How do you prove that $a + 1 = b$ in a field with 4 elements?

Question

I have a Field with 4 distinct elements {$0, 1, a, b$}. And because $a \cdot b \neq a$, and vice versa, I have filled the $\cdot$ table as: $$ \begin{matrix} \mathbf\cdot & \mathbf0 & \mathbf1 & \mathbf{a} & \mathbf{b} \\ \mathbf0 & 0 & 0 & 0 & 0 \\ \mathbf1 & 0 & 1 & a & b \\ \mathbf{a} & 0 & a & b & 1\\ \mathbf{b} & 0 & b & 1 & a\\ \end{matrix} $$

Now to fill the $+$ table, I can't figure out how to prove by contradiction that $a + 1 = b$, and similarly, $b + 1 = a$.

Any pointers on how to proceed?

EDIT: I'm thinking that the distributive law fits in here somewhere?

Answer 1

If $a+1=a$, then we have $1=0$, impossible.

If $a+1=1$, then we have $a=0$, impossible.

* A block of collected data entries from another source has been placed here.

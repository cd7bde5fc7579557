use anyhow::{Context, Result};
use keyring::Entry;

use super::store::{StoredSession, TokenStore};

const SERVICE_NAME: &str = "coursedesk";

/// Account name under which the session blob is stored
const DEFAULT_ACCOUNT: &str = "session";

/// Stores the session as a single JSON secret in the OS keychain.
///
/// The entry is resolved once and reused, so every read sees the
/// credential written through the same store.
pub struct KeyringStore {
    entry: Entry,
}

impl KeyringStore {
    pub fn new() -> Result<Self> {
        Self::for_account(DEFAULT_ACCOUNT)
    }

    /// Use a separate keychain entry, e.g. one per backend profile
    pub fn for_account(account: &str) -> Result<Self> {
        let entry = Entry::new(SERVICE_NAME, account).context("Failed to create keyring entry")?;
        Ok(Self { entry })
    }
}

impl TokenStore for KeyringStore {
    fn load(&self) -> Result<StoredSession> {
        match self.entry.get_password() {
            Ok(secret) => {
                serde_json::from_str(&secret).context("Failed to parse session from keychain")
            }
            Err(keyring::Error::NoEntry) => Ok(StoredSession::default()),
            Err(e) => Err(e).context("Failed to retrieve session from keychain"),
        }
    }

    fn store(&self, session: &StoredSession) -> Result<()> {
        let secret = serde_json::to_string(session)?;
        self.entry
            .set_password(&secret)
            .context("Failed to store session in keychain")
    }

    fn clear(&self) -> Result<()> {
        match self.entry.delete_credential() {
            Ok(()) | Err(keyring::Error::NoEntry) => Ok(()),
            Err(e) => Err(e).context("Failed to delete session from keychain"),
        }
    }
}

If $a+1=0$, we multiply by $a$ on both sides, getting $a^2+a=0$ or $b+a=0$. So $b=1$, impossible.

Answer 2

One way to look at this problem is to use linear algebra. Let $F$ be the field $\mathbb{Z}/2\mathbb{Z}$. Then $F$ can be identified with a subfield of the field $K$ with four elements. Then $K$ is a vector space over $F$, where vector addition is the usual addition in $K$, and scalar multiplication is the restriction of the usual multiplication in $K$ to only allow the scalars to be in $F$.

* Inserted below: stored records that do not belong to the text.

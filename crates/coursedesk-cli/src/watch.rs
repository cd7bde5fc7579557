//! `coursedesk watch`: keep a session alive until the user goes idle.
//!
//! Lines on stdin count as activity. The idle warning is rendered to
//! stderr; when the countdown runs out the session manager logs out.

use std::future::Future;
use std::sync::Arc;

use anyhow::{bail, Result};
use coursedesk_core::{
    activity_channel, ActivityEvent, AuthState, IdleConfig, IdlePhase, IdleSnapshot, IdleTimer,
    LogoutReason, SessionEvent, SessionManager,
};
use tokio::io::{AsyncBufReadExt, BufReader};
use tokio::sync::broadcast::{self, error::RecvError};
use tokio::sync::watch;
use tracing::{info, warn};

/// Activity events buffered between stdin and the idle timer
const ACTIVITY_BUFFER: usize = 16;

/// Line to show for an idle state change, if any
fn describe(previous: IdlePhase, snapshot: &IdleSnapshot) -> Option<String> {
    match snapshot.phase {
        IdlePhase::Warning => Some(format!(
            "You have been idle. Logging out in {}s - press Enter to stay logged in.",
            snapshot.countdown
        )),
        IdlePhase::Active if previous == IdlePhase::Warning => {
            Some("Welcome back, session kept alive.".to_string())
        }
        IdlePhase::Active | IdlePhase::Expired => None,
    }
}

fn logout_message(reason: LogoutReason) -> &'static str {
    match reason {
        LogoutReason::User => "Logged out.",
        LogoutReason::IdleTimeout => "Logged out after inactivity.",
        LogoutReason::RefreshFailed | LogoutReason::MissingRefreshToken => {
            "Session expired. Run `coursedesk login` to sign in again."
        }
    }
}

/// Print idle state changes until the session ends or `shutdown` completes.
async fn render_until_done(
    mut snapshots: watch::Receiver<IdleSnapshot>,
    mut events: broadcast::Receiver<SessionEvent>,
    shutdown: impl Future<Output = ()>,
) {
    tokio::pin!(shutdown);
    let mut phase = IdlePhase::Active;

    loop {
        tokio::select! {
            changed = snapshots.changed() => {
                if changed.is_err() {
                    break;
                }
                let snapshot = *snapshots.borrow_and_update();
                if let Some(line) = describe(phase, &snapshot) {
                    eprintln!("{}", line);
                }
                phase = snapshot.phase;
            }
            event = events.recv() => match event {
                Ok(SessionEvent::LoggedOut { reason }) => {
                    eprintln!("{}", logout_message(reason));
                    break;
                }
                Ok(SessionEvent::Refreshed) => info!("Session refreshed"),
                Ok(SessionEvent::LoggedIn) => {}
                Err(RecvError::Lagged(skipped)) => warn!(skipped, "Missed session events"),
                Err(RecvError::Closed) => break,
            },
            _ = &mut shutdown => break,
        }
    }
}

pub async fn run(manager: Arc<SessionManager>, idle: IdleConfig) -> Result<()> {
    if manager.bootstrap()? == AuthState::Unauthenticated {
        bail!("Not logged in. Run `coursedesk login` first.");
    }

    let (activity, source) = activity_channel(ACTIVITY_BUFFER);
    let idle_timer = IdleTimer::spawn(idle, source);
    let idle_watch = manager.watch_idle(&idle_timer);
    let snapshots = idle_timer.subscribe();
    let events = manager.subscribe();

    let stdin_task = tokio::spawn(async move {
        let mut lines = BufReader::new(tokio::io::stdin()).lines();
        while let Ok(Some(_)) = lines.next_line().await {
            if activity.send(ActivityEvent::KeyDown).await.is_err() {
                break;
            }
        }
    });

    eprintln!("Watching session. Press Enter to stay active, Ctrl+C to quit.");
    let interrupted = async {
        if let Err(e) = tokio::signal::ctrl_c().await {
            warn!(error = %e, "Failed to listen for Ctrl+C");
            std::future::pending::<()>().await;
        }
        info!("Interrupted");
    };
    render_until_done(snapshots, events, interrupted).await;

    stdin_task.abort();
    idle_watch.abort();
    idle_timer.shutdown();
    manager.refresh_timer().stop();
    Ok(())
}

A vector space over a field $F$ (or any field) is isomorphic to a direct sum

$$\bigoplus\limits_{i \in X} F$$

for some indexing set $X$. Since $K$ has four elements, it must be isomorphic as vector spaces, and in particular as abelian groups, to

$$\mathbb{Z}/2\mathbb{Z} \oplus \mathbb{Z}/2\mathbb{Z}$$

Now the three nonzero elements $a, b,1$ of $K$ correspond in some order to the elements $(1,0);(0,1);(1,1)$. Your conclusion follows from the observation that if you add any two of these elements together, you get the third.